→ Dataset entries
____
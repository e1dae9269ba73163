//! Reconciler registry and type router

use std::collections::HashMap;
use std::sync::Arc;

use serde_json::Value;

use crate::models::{
    ClassKind, EntityClass, FailureReason, ItemOutcome, Provenance, Resolution, SyncRecord,
};
use crate::reconcile::{
    AggregateReconciler, AppendOnlyReconciler, MutableRecordReconciler, Reconciler, RecordGroup,
};
use crate::wire::EnvelopeItem;

/// Maps each entity class to the one reconciler responsible for it.
#[derive(Clone, Default)]
pub struct ReconcilerRegistry {
    reconcilers: HashMap<EntityClass, Arc<dyn Reconciler>>,
}

/// Items split into per-class groups plus items that were resolved while
/// routing.
pub struct RoutedBatch {
    pub groups: Vec<RecordGroup>,
    pub resolved: Vec<Resolution>,
}

impl ReconcilerRegistry {
    /// Registry with no reconcilers; every item routes to `unsupported_type`.
    pub fn new() -> Self {
        Self::default()
    }

    /// Registry with the built-in reconciler for every known class.
    pub fn with_defaults() -> Self {
        let mut registry = Self::new();
        let mutable: Arc<dyn Reconciler> = Arc::new(MutableRecordReconciler);
        for class in EntityClass::ALL {
            let reconciler: Arc<dyn Reconciler> = match class.kind() {
                ClassKind::MutableRecord => mutable.clone(),
                ClassKind::AppendOnly => Arc::new(AppendOnlyReconciler),
                ClassKind::MergeableAggregate => Arc::new(AggregateReconciler),
            };
            registry.register(class, reconciler);
        }
        registry
    }

    /// Register `reconciler` for `class`, returning the one it replaces.
    pub fn register(
        &mut self,
        class: EntityClass,
        reconciler: Arc<dyn Reconciler>,
    ) -> Option<Arc<dyn Reconciler>> {
        self.reconcilers.insert(class, reconciler)
    }

    pub fn get(&self, class: EntityClass) -> Option<&Arc<dyn Reconciler>> {
        self.reconcilers.get(&class)
    }

    /// Group items by class, preserving submission order inside each group.
    ///
    /// Items with an unknown or unregistered class, or without a payload or
    /// integer client timestamp, are resolved immediately as failures.
    pub fn route(&self, items: Vec<EnvelopeItem>, provenance: &Arc<Provenance>) -> RoutedBatch {
        let mut groups: Vec<RecordGroup> = Vec::new();
        let mut group_of: HashMap<EntityClass, usize> = HashMap::new();
        let mut resolved = Vec::new();

        for (index, item) in items.into_iter().enumerate() {
            let Some((class, reconciler)) = item
                .entity_class
                .as_deref()
                .and_then(EntityClass::from_wire)
                .and_then(|class| self.get(class).map(|reconciler| (class, reconciler)))
            else {
                resolved.push(Resolution::new(
                    index,
                    item.id,
                    ItemOutcome::failed(FailureReason::UnsupportedType),
                ));
                continue;
            };

            let record = match into_record(item, class, provenance) {
                Ok(record) => record,
                Err(resolution) => {
                    resolved.push(resolution.at(index));
                    continue;
                }
            };

            let slot = *group_of.entry(class).or_insert_with(|| {
                groups.push(RecordGroup {
                    reconciler: reconciler.clone(),
                    records: Vec::new(),
                });
                groups.len() - 1
            });
            groups[slot].records.push((index, record));
        }

        RoutedBatch { groups, resolved }
    }
}

struct Rejected {
    id: String,
    reason: FailureReason,
}

impl Rejected {
    fn at(self, index: usize) -> Resolution {
        Resolution::new(index, self.id, ItemOutcome::failed(self.reason))
    }
}

fn into_record(
    item: EnvelopeItem,
    class: EntityClass,
    provenance: &Arc<Provenance>,
) -> Result<SyncRecord, Rejected> {
    let EnvelopeItem {
        id,
        payload,
        client_timestamp,
        ..
    } = item;

    let Some(payload) = payload else {
        return Err(Rejected {
            id,
            reason: FailureReason::InvalidRecord("payload is required".to_string()),
        });
    };
    let Some(client_timestamp) = client_timestamp.as_ref().and_then(Value::as_i64) else {
        return Err(Rejected {
            id,
            reason: FailureReason::InvalidRecord(
                "clientTimestamp must be an integer Unix ms value".to_string(),
            ),
        });
    };

    Ok(SyncRecord {
        id,
        entity_class: class,
        payload,
        client_timestamp,
        provenance: provenance.clone(),
    })
}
____
→ Aim of the task
Repeat each entry word for word.

→ Solved exercise
repository e1dae9269ba73163
//! Reconciler registry and type router

use std::collections::HashMap;
use std::sync::Arc;

use serde_json::Value;

use crate::models::{
    ClassKind, EntityClass, FailureReason, ItemOutcome, Provenance, Resolution, SyncRecord,
};
use crate::reconcile::{
    AggregateReconciler, AppendOnlyReconciler, MutableRecordReconciler, Reconciler, RecordGroup,
};
use crate::wire::EnvelopeItem;

/// Maps each entity class to the one reconciler responsible for it.
#[derive(Clone, Default)]
pub struct ReconcilerRegistry {
    reconcilers: HashMap<EntityClass, Arc<dyn Reconciler>>,
}

/// Items split into per-class groups plus items that were resolved while
/// routing.
pub struct RoutedBatch {
    pub groups: Vec<RecordGroup>,
    pub resolved: Vec<Resolution>,
}

impl ReconcilerRegistry {
    /// Registry with no reconcilers; every item routes to `unsupported_type`.
    pub fn new() -> Self {
        Self::default()
    }

    /// Registry with the built-in reconciler for every known class.
    pub fn with_defaults() -> Self {
        let mut registry = Self::new();
        let mutable: Arc<dyn Reconciler> = Arc::new(MutableRecordReconciler);
        for class in EntityClass::ALL {
            let reconciler: Arc<dyn Reconciler> = match class.kind() {
                ClassKind::MutableRecord => mutable.clone(),
                ClassKind::AppendOnly => Arc::new(AppendOnlyReconciler),
                ClassKind::MergeableAggregate => Arc::new(AggregateReconciler),
            };
            registry.register(class, reconciler);
        }
        registry
    }

    /// Register `reconciler` for `class`, returning the one it replaces.
    pub fn register(
        &mut self,
        class: EntityClass,
        reconciler: Arc<dyn Reconciler>,
    ) -> Option<Arc<dyn Reconciler>> {
        self.reconcilers.insert(class, reconciler)
    }

    pub fn get(&self, class: EntityClass) -> Option<&Arc<dyn Reconciler>> {
        self.reconcilers.get(&class)
    }

    /// Group items by class, preserving submission order inside each group.
    ///
    /// Items with an unknown or unregistered class, or without a payload or
    /// integer client timestamp, are resolved immediately as failures.
    pub fn route(&self, items: Vec<EnvelopeItem>, provenance: &Arc<Provenance>) -> RoutedBatch {
        let mut groups: Vec<RecordGroup> = Vec::new();
        let mut group_of: HashMap<EntityClass, usize> = HashMap::new();
        let mut resolved = Vec::new();

        for (index, item) in items.into_iter().enumerate() {
            let Some((class, reconciler)) = item
                .entity_class
                .as_deref()
                .and_then(EntityClass::from_wire)
                .and_then(|class| self.get(class).map(|reconciler| (class, reconciler)))
            else {
                resolved.push(Resolution::new(
                    index,
                    item.id,
                    ItemOutcome::failed(FailureReason::UnsupportedType),
                ));
                continue;
            };

            let record = match into_record(item, class, provenance) {
                Ok(record) => record,
                Err(resolution) => {
                    resolved.push(resolution.at(index));
                    continue;
                }
            };

            let slot = *group_of.entry(class).or_insert_with(|| {
                groups.push(RecordGroup {
                    reconciler: reconciler.clone(),
                    records: Vec::new(),
                });
                groups.len() - 1
            });
            groups[slot].records.push((index, record));
        }

        RoutedBatch { groups, resolved }
    }
}

struct Rejected {
    id: String,
    reason: FailureReason,
}

impl Rejected {
    fn at(self, index: usize) -> Resolution {
        Resolution::new(index, self.id, ItemOutcome::failed(self.reason))
    }
}

fn into_record(
    item: EnvelopeItem,
    class: EntityClass,
    provenance: &Arc<Provenance>,
) -> Result<SyncRecord, Rejected> {
    let EnvelopeItem {
        id,
        payload,
        client_timestamp,
        ..
    } = item;

    let Some(payload) = payload else {
        return Err(Rejected {
            id,
            reason: FailureReason::InvalidRecord("payload is required".to_string()),
        });
    };
    let Some(client_timestamp) = client_timestamp.as_ref().and_then(Value::as_i64) else {
        return Err(Rejected {
            id,
            reason: FailureReason::InvalidRecord(
                "clientTimestamp must be an integer Unix ms value".to_string(),
            ),
        });
    };

    Ok(SyncRecord {
        id,
        entity_class: class,
        payload,
        client_timestamp,
        provenance: provenance.clone(),
    })
}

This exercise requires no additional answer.